#[async_trait]
impl BackendDriver for BigQueryDriver {
    fn dialect(&self) -> &(dyn crate::dialect::Dialect + Send + Sync) {
        &self.dialect
    }

    async fn connect(&mut self) -> Result<()> {
        if self.client.is_some() {
            return Ok(());
        }
        tracing::info!(
            id = %self.connection.id,
            project = ?self.connection.config.project_id,
            "creating BigQuery client"
        );
        self.client = Some(Self::build_client(&self.connection).await?);
        Ok(())
    }

    async fn test_connection(&self) -> (bool, String) {
        let probe = async {
            let client = Self::build_client(&self.connection).await?;
            let config = &self.connection.config;
            let project_id = config.require("project_id")?;
            client
                .job()
                .query(project_id, QueryRequest::new("SELECT 1"))
                .await
                .map_err(|e| FacetError::Backend(format!("probe query: {e}")))?;
            Ok::<String, FacetError>(project_id.to_string())
        };
        match probe.await {
            Ok(project) => (
                true,
                format!("Connection successful. Connected to project: {project}"),
            ),
            Err(e) => {
                tracing::error!(error = %e, "connection test failed");
                (false, format!("Connection failed: {e}"))
            }
        }
    }

    async fn fetch_catalog(&self) -> Result<DatabaseCatalog> {
        let start = Instant::now();
        let dataset_project = self.dataset_project()?.to_string();

        // A configured dataset restricts the listing; otherwise every
        // dataset in the project is enumerated.
        let dataset_ids: Vec<String> = match self
            .connection
            .config
            .dataset_id
            .as_deref()
            .filter(|d| !d.is_empty())
        {
            Some(dataset) => vec![dataset.to_string()],
            None => {
                let sql = format!(
                    "SELECT schema_name FROM `{dataset_project}`.INFORMATION_SCHEMA.SCHEMATA"
                );
                self.run_query(&sql)
                    .await?
                    .rows
                    .iter()
                    .filter_map(|row| row.get("schema_name").and_then(Value::as_str))
                    .map(str::to_string)
                    .collect()
            }
        };

        let mut tables = Vec::new();
        let mut columns = Vec::new();

        for dataset_id in &dataset_ids {
            let tables_sql = format!(
                "SELECT table_name, table_type FROM `{dataset_project}.{dataset_id}`.INFORMATION_SCHEMA.TABLES ORDER BY table_name"
            );
            let table_rows = self.run_query(&tables_sql).await?.rows;

            let columns_sql = format!(
                "SELECT table_name, column_name, data_type, is_nullable FROM `{dataset_project}.{dataset_id}`.INFORMATION_SCHEMA.COLUMNS ORDER BY table_name, ordinal_position"
            );
            let column_rows = self.run_query(&columns_sql).await?.rows;

            for row in &table_rows {
                let Some(name) = row.get("table_name").and_then(Value::as_str) else {
                    continue;
                };
                let table_type = match row.get("table_type").and_then(Value::as_str) {
                    Some("VIEW") => "view",
                    _ => "table",
                };
                let full_name = format!("{dataset_id}.{name}");
                let column_names: Vec<String> = column_rows
                    .iter()
                    .filter(|c| c.get("table_name").and_then(Value::as_str) == Some(name))
                    .filter_map(|c| c.get("column_name").and_then(Value::as_str))
                    .map(str::to_string)
                    .collect();

                tables.push(TableMetadata {
                    name: full_name,
                    schema_name: Some(dataset_id.clone()),
                    display_name: None,
                    description: None,
                    table_type: table_type.to_string(),
                    row_count: None,
                    category: None,
                    explorable: true,
                    refreshed_at: None,
                    columns: column_names,
                });
            }

            for row in &column_rows {
                let (Some(table_name), Some(name)) = (
                    row.get("table_name").and_then(Value::as_str),
                    row.get("column_name").and_then(Value::as_str),
                ) else {
                    continue;
                };
                let raw_type = row.get("data_type").and_then(Value::as_str).unwrap_or_default();
                columns.push(ColumnMetadata {
                    name: name.to_string(),
                    table_name: format!("{dataset_id}.{table_name}"),
                    display_name: None,
                    description: None,
                    data_type: normalize_bigquery_type(raw_type).as_str().to_string(),
                    nullable: row.get("is_nullable").and_then(Value::as_str) != Some("NO"),
                    primary_key: false,
                    foreign_key: None,
                    cardinality: None,
                    special_type: None,
                    value_map: None,
                    explorable: true,
                });
            }
        }

        tracing::debug!(
            datasets = dataset_ids.len(),
            tables = tables.len(),
            columns = columns.len(),
            ms = start.elapsed().as_millis(),
            "bigquery fetch_catalog"
        );

        // BigQuery exposes no key constraints through this surface
        Ok(DatabaseCatalog {
            tables,
            columns,
            relationships: Vec::new(),
        })
    }

    async fn execute_query(&self, sql: &str, params: Option<&ParamMap>) -> Result<RawQueryOutput> {
        let sql = match params.filter(|p| !p.is_empty()) {
            Some(params) => substitute_params(sql, params, ParamStyle::At),
            None => sql.to_string(),
        };
        self.run_query(&sql).await
    }

    async fn stream_query(&self, sql: &str) -> Result<RowStream> {
        // The jobs.query response is already materialized; re-chunk it
        // through the bounded hand-off so consumers see a uniform stream.
        let output = self.run_query(sql).await?;
        let (tx, rx) = mpsc::channel(STREAM_BATCH_ROWS);

        tokio::spawn(async move {
            let mut sender = BatchSender::new(tx);
            for row in output.rows {
                if !sender.push(row).await {
                    return;
                }
            }
            sender.flush().await;
        });

        Ok(super::rows_into_stream(rx))
    }

    async fn explain(&self, sql: &str) -> Result<QueryExplainResult> {
        let _permit = self
            .limiter
            .clone()
            .acquire_owned()
            .await
            .map_err(|e| FacetError::Backend(format!("limiter closed: {e}")))?;
        let client = self.client()?;
        let project_id = self.project_id()?;

        // Dry-run the job: validates the SQL and reports scan volume
        let mut request = QueryRequest::new(sql);
        request.dry_run = Some(true);

        let response = client
            .job()
            .query(project_id, request)
            .await
            .map_err(|e| FacetError::Backend(format!("bigquery dry run: {e}")))?;

        let bytes_processed = response
            .total_bytes_processed
            .as_deref()
            .and_then(|b| b.parse::<f64>().ok());
        let plan = match bytes_processed {
            Some(bytes) => format!("Dry run successful; estimated bytes processed: {bytes}"),
            None => "Dry run successful".to_string(),
        };

        Ok(QueryExplainResult {
            plan,
            cost: bytes_processed,
            details: serde_json::json!({ "totalBytesProcessed": response.total_bytes_processed }),
        })
    }

    async fn close(&mut self) -> Result<()> {
        self.client = None;
        Ok(())
    }
}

** YOUR GOAL **
Restate all the material above, keeping each word as it is.

** RESPONSE **
#[async_trait]
impl BackendDriver for BigQueryDriver {
    fn dialect(&self) -> &(dyn crate::dialect::Dialect + Send + Sync) {
        &self.dialect
    }

    async fn connect(&mut self) -> Result<()> {
        if self.client.is_some() {
            return Ok(());
        }
        tracing::info!(
            id = %self.connection.id,
            project = ?self.connection.config.project_id,
            "creating BigQuery client"
        );
        self.client = Some(Self::build_client(&self.connection).await?);
        Ok(())
    }

    async fn test_connection(&self) -> (bool, String) {
        let probe = async {
            let client = Self::build_client(&self.connection).await?;
            let config = &self.connection.config;
            let project_id = config.require("project_id")?;
            client
                .job()
                .query(project_id, QueryRequest::new("SELECT 1"))
                .await
                .map_err(|e| FacetError::Backend(format!("probe query: {e}")))?;
            Ok::<String, FacetError>(project_id.to_string())
        };
        match probe.await {
            Ok(project) => (
                true,
                format!("Connection successful. Connected to project: {project}"),
            ),
            Err(e) => {
                tracing::error!(error = %e, "connection test failed");
                (false, format!("Connection failed: {e}"))
            }
        }
    }

    async fn fetch_catalog(&self) -> Result<DatabaseCatalog> {
        let start = Instant::now();
        let dataset_project = self.dataset_project()?.to_string();

        // A configured dataset restricts the listing; otherwise every
        // dataset in the project is enumerated.
        let dataset_ids: Vec<String> = match self
            .connection
            .config
            .dataset_id
            .as_deref()
            .filter(|d| !d.is_empty())
        {
            Some(dataset) => vec![dataset.to_string()],
            None => {
                let sql = format!(
                    "SELECT schema_name FROM `{dataset_project}`.INFORMATION_SCHEMA.SCHEMATA"
                );
                self.run_query(&sql)
                    .await?
                    .rows
                    .iter()
                    .filter_map(|row| row.get("schema_name").and_then(Value::as_str))
                    .map(str::to_string)
                    .collect()
            }
        };

        let mut tables = Vec::new();
        let mut columns = Vec::new();

        for dataset_id in &dataset_ids {
            let tables_sql = format!(
                "SELECT table_name, table_type FROM `{dataset_project}.{dataset_id}`.INFORMATION_SCHEMA.TABLES ORDER BY table_name"
            );
            let table_rows = self.run_query(&tables_sql).await?.rows;

            let columns_sql = format!(
                "SELECT table_name, column_name, data_type, is_nullable FROM `{dataset_project}.{dataset_id}`.INFORMATION_SCHEMA.COLUMNS ORDER BY table_name, ordinal_position"
            );
            let column_rows = self.run_query(&columns_sql).await?.rows;

            for row in &table_rows {
                let Some(name) = row.get("table_name").and_then(Value::as_str) else {
                    continue;
                };
                let table_type = match row.get("table_type").and_then(Value::as_str) {
                    Some("VIEW") => "view",
                    _ => "table",
                };
                let full_name = format!("{dataset_id}.{name}");
                let column_names: Vec<String> = column_rows
                    .iter()
                    .filter(|c| c.get("table_name").and_then(Value::as_str) == Some(name))
                    .filter_map(|c| c.get("column_name").and_then(Value::as_str))
                    .map(str::to_string)
                    .collect();

                tables.push(TableMetadata {
                    name: full_name,
                    schema_name: Some(dataset_id.clone()),
                    display_name: None,
                    description: None,
                    table_type: table_type.to_string(),
                    row_count: None,
                    category: None,
                    explorable: true,
                    refreshed_at: None,
                    columns: column_names,
                });
            }

            for row in &column_rows {
                let (Some(table_name), Some(name)) = (
                    row.get("table_name").and_then(Value::as_str),
                    row.get("column_name").and_then(Value::as_str),
                ) else {
                    continue;
                };
                let raw_type = row.get("data_type").and_then(Value::as_str).unwrap_or_default();
                columns.push(ColumnMetadata {
                    name: name.to_string(),
                    table_name: format!("{dataset_id}.{table_name}"),
                    display_name: None,
                    description: None,
                    data_type: normalize_bigquery_type(raw_type).as_str().to_string(),
                    nullable: row.get("is_nullable").and_then(Value::as_str) != Some("NO"),
                    primary_key: false,
                    foreign_key: None,
                    cardinality: None,
                    special_type: None,
                    value_map: None,
                    explorable: true,
                });
            }
        }

        tracing::debug!(
            datasets = dataset_ids.len(),
            tables = tables.len(),
            columns = columns.len(),
            ms = start.elapsed().as_millis(),
            "bigquery fetch_catalog"
        );

        // BigQuery exposes no key constraints through this surface
        Ok(DatabaseCatalog {
            tables,
            columns,
            relationships: Vec::new(),
        })
    }

    async fn execute_query(&self, sql: &str, params: Option<&ParamMap>) -> Result<RawQueryOutput> {
        let sql = match params.filter(|p| !p.is_empty()) {
            Some(params) => substitute_params(sql, params, ParamStyle::At),
            None => sql.to_string(),
        };
        self.run_query(&sql).await
    }

    async fn stream_query(&self, sql: &str) -> Result<RowStream> {
        // The jobs.query response is already materialized; re-chunk it
        // through the bounded hand-off so consumers see a uniform stream.
        let output = self.run_query(sql).await?;
        let (tx, rx) = mpsc::channel(STREAM_BATCH_ROWS);

        tokio::spawn(async move {
            let mut sender = BatchSender::new(tx);
            for row in output.rows {
                if !sender.push(row).await {
                    return;
                }
            }
            sender.flush().await;
        });

        Ok(super::rows_into_stream(rx))
    }

    async fn explain(&self, sql: &str) -> Result<QueryExplainResult> {
        let _permit = self
            .limiter
            .clone()
            .acquire_owned()
            .await
            .map_err(|e| FacetError::Backend(format!("limiter closed: {e}")))?;
        let client = self.client()?;
        let project_id = self.project_id()?;

        // Dry-run the job: validates the SQL and reports scan volume
        let mut request = QueryRequest::new(sql);
        request.dry_run = Some(true);

        let response = client
            .job()
            .query(project_id, request)
            .await
            .map_err(|e| FacetError::Backend(format!("bigquery dry run: {e}")))?;

        let bytes_processed = response
            .total_bytes_processed
            .as_deref()
            .and_then(|b| b.parse::<f64>().ok());
        let plan = match bytes_processed {
            Some(bytes) => format!("Dry run successful; estimated bytes processed: {bytes}"),
            None => "Dry run successful".to_string(),
        };

        Ok(QueryExplainResult {
            plan,
            cost: bytes_processed,
            details: serde_json::json!({ "totalBytesProcessed": response.total_bytes_processed }),
        })
    }

    async fn close(&mut self) -> Result<()> {
        self.client = None;
        Ok(())
    }
}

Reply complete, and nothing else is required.